use super::*;

fn profile() -> UserProfile {
    UserProfile {
        display_name: "Dana".to_owned(),
        email: "dana@derm.example".to_owned(),
        avatar_url: None,
    }
}

#[test]
fn default_is_logged_out_and_loading() {
    let state = SessionState::default();
    assert!(!state.is_authenticated());
    assert!(state.loading);
}

#[test]
fn restored_without_profile_stops_loading() {
    let mut state = SessionState::default();
    state.restored(None);
    assert!(!state.loading);
    assert!(!state.is_authenticated());
}

#[test]
fn sign_in_then_sign_out() {
    let mut state = SessionState::default();
    state.sign_in(profile());
    assert!(state.is_authenticated());
    assert_eq!(state.display_name(), Some("Dana"));

    state.sign_out();
    assert!(!state.is_authenticated());
    assert_eq!(state.display_name(), None);
    assert!(!state.loading);
}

--- YOUR TASK ---
Nothing but the lines from the top of the records down to the line with "let state = SessionState::default();" belongs in the answer; repeat them exactly.

--- FINISHED TASK ---
use super::*;

fn profile() -> UserProfile {
    UserProfile {
        display_name: "Dana".to_owned(),
        email: "dana@derm.example".to_owned(),
        avatar_url: None,
    }
}

#[test]
fn default_is_logged_out_and_loading() {
    let state = SessionState::default();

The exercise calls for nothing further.